**What is expected**
Report the count of lines in the listing below that include the string "name", with no other text.

**Records for this task**

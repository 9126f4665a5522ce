use axum::{Json, extract::State};
use serde::Deserialize;

use aeroride_domain::geo::Coordinates;

use crate::domain::types::FareQuote;
use crate::error::RidesServiceError;
use crate::state::AppState;
use crate::usecase::estimate::{EstimateFareUseCase, EstimateInput};

// ── POST /rides/estimate ─────────────────────────────────────────────────────

#[derive(Deserialize)]
pub struct EstimateRequest {
    pub pickup_latitude: Option<f64>,
    pub pickup_longitude: Option<f64>,
    pub destination_latitude: Option<f64>,
    pub destination_longitude: Option<f64>,
    #[serde(default)]
    pub vehicle_type: String,
}

impl EstimateRequest {
    fn into_input(self) -> Result<EstimateInput, RidesServiceError> {
        let mut missing = Vec::new();
        let mut take = |value: Option<f64>, name: &'static str| {
            if value.is_none() {
                missing.push(name);
            }
            value.unwrap_or_default()
        };
        let pickup = Coordinates::new(
            take(self.pickup_latitude, "pickup_latitude"),
            take(self.pickup_longitude, "pickup_longitude"),
        );
        let destination = Coordinates::new(
            take(self.destination_latitude, "destination_latitude"),
            take(self.destination_longitude, "destination_longitude"),
        );
        if !missing.is_empty() {
            return Err(RidesServiceError::MissingFields(missing));
        }
        Ok(EstimateInput {
            pickup,
            destination,
            vehicle_type: self.vehicle_type,
        })
    }
}

pub async fn estimate_fare(
    State(state): State<AppState>,
    Json(body): Json<EstimateRequest>,
) -> Result<Json<FareQuote>, RidesServiceError> {
    let usecase = EstimateFareUseCase {
        routes: state.directions.clone(),
        currency: state.currency.to_string(),
    };
    let quote = usecase.execute(body.into_input()?).await?;
    Ok(Json(quote))
}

**Exercise result**
2